(Dataset entries)
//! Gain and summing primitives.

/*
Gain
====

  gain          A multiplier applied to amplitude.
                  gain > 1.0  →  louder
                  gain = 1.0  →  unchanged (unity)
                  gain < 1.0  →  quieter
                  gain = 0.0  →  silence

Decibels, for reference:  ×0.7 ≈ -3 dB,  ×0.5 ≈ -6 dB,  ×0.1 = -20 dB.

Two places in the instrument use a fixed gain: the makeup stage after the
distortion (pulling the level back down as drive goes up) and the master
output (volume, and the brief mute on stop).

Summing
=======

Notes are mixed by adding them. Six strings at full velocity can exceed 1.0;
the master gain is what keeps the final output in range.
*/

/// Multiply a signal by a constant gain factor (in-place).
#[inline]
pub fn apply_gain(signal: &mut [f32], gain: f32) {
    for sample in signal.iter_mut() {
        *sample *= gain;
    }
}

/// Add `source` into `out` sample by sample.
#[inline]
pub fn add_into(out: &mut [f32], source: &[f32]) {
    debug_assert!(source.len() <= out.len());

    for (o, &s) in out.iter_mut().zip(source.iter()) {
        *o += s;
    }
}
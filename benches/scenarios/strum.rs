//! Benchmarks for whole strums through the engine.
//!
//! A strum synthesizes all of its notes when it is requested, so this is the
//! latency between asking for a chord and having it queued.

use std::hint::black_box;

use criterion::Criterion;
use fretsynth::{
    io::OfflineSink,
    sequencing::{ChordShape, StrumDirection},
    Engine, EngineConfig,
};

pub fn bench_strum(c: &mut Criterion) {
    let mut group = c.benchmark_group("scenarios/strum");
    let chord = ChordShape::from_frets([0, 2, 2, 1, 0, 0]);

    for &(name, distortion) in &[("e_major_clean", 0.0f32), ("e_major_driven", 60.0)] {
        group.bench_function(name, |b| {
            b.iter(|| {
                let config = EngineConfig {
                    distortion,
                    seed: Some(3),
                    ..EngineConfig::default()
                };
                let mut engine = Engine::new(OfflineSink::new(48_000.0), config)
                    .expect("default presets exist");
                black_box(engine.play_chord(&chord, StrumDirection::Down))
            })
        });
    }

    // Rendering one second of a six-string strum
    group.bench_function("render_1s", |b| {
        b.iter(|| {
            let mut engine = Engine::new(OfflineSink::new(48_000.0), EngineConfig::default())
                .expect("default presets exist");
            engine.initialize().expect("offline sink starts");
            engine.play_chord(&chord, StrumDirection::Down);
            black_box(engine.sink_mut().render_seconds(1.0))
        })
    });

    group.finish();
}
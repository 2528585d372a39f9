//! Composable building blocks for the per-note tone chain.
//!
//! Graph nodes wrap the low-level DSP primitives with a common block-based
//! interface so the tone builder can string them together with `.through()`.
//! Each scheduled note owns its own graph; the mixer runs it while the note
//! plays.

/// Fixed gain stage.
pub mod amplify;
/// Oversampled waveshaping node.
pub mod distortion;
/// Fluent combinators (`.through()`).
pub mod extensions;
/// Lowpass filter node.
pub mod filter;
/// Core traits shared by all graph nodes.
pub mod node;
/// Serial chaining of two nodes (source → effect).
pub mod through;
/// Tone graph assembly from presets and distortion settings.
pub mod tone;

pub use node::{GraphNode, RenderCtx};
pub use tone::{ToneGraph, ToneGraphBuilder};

* [Try it]:
Extract all of the data exactly as written.

* [The answer]:
//! Gain and summing primitives.

/*
Gain
====

  gain          A multiplier applied to amplitude.
                  gain > 1.0  →  louder
                  gain = 1.0  →  unchanged (unity)
                  gain < 1.0  →  quieter
                  gain = 0.0  →  silence

Decibels, for reference:  ×0.7 ≈ -3 dB,  ×0.5 ≈ -6 dB,  ×0.1 = -20 dB.

Two places in the instrument use a fixed gain: the makeup stage after the
distortion (pulling the level back down as drive goes up) and the master
output (volume, and the brief mute on stop).

Summing
=======

Notes are mixed by adding them. Six strings at full velocity can exceed 1.0;
the master gain is what keeps the final output in range.
*/

/// Multiply a signal by a constant gain factor (in-place).
#[inline]
pub fn apply_gain(signal: &mut [f32], gain: f32) {
    for sample in signal.iter_mut() {
        *sample *= gain;
    }
}

/// Add `source` into `out` sample by sample.
#[inline]
pub fn add_into(out: &mut [f32], source: &[f32]) {
    debug_assert!(source.len() <= out.len());

    for (o, &s) in out.iter_mut().zip(source.iter()) {
        *o += s;
    }
}
filename benches/scenarios/strum.rs
//! Benchmarks for whole strums through the engine.
//!
//! A strum synthesizes all of its notes when it is requested, so this is the
//! latency between asking for a chord and having it queued.

use std::hint::black_box;

use criterion::Criterion;
use fretsynth::{
    io::OfflineSink,
    sequencing::{ChordShape, StrumDirection},
    Engine, EngineConfig,
};

pub fn bench_strum(c: &mut Criterion) {
    let mut group = c.benchmark_group("scenarios/strum");
    let chord = ChordShape::from_frets([0, 2, 2, 1, 0, 0]);

    for &(name, distortion) in &[("e_major_clean", 0.0f32), ("e_major_driven", 60.0)] {
        group.bench_function(name, |b| {
            b.iter(|| {
                let config = EngineConfig {
                    distortion,
                    seed: Some(3),
                    ..EngineConfig::default()
                };
                let mut engine = Engine::new(OfflineSink::new(48_000.0), config)
                    .expect("default presets exist");
                black_box(engine.play_chord(&chord, StrumDirection::Down))
            })
        });
    }

    // Rendering one second of a six-string strum
    group.bench_function("render_1s", |b| {
        b.iter(|| {
            let mut engine = Engine::new(OfflineSink::new(48_000.0), EngineConfig::default())
                .expect("default presets exist");
            engine.initialize().expect("offline sink starts");
            engine.play_chord(&chord, StrumDirection::Down);
            black_box(engine.sink_mut().render_seconds(1.0))
        })
    });

    group.finish();
}
repository 2528585d372a39f9
//! Composable building blocks for the per-note tone chain.
//!
//! Graph nodes wrap the low-level DSP primitives with a common block-based
//! interface so the tone builder can string them together with `.through()`.
//! Each scheduled note owns its own graph; the mixer runs it while the note
//! plays.

/// Fixed gain stage.
pub mod amplify;
/// Oversampled waveshaping node.
pub mod distortion;
/// Fluent combinators (`.through()`).
pub mod extensions;
/// Lowpass filter node.
pub mod filter;
/// Core traits shared by all graph nodes.
pub mod node;
/// Serial chaining of two nodes (source → effect).
pub mod through;
/// Tone graph assembly from presets and distortion settings.
pub mod tone;

pub use node::{GraphNode, RenderCtx};
pub use tone::{ToneGraph, ToneGraphBuilder};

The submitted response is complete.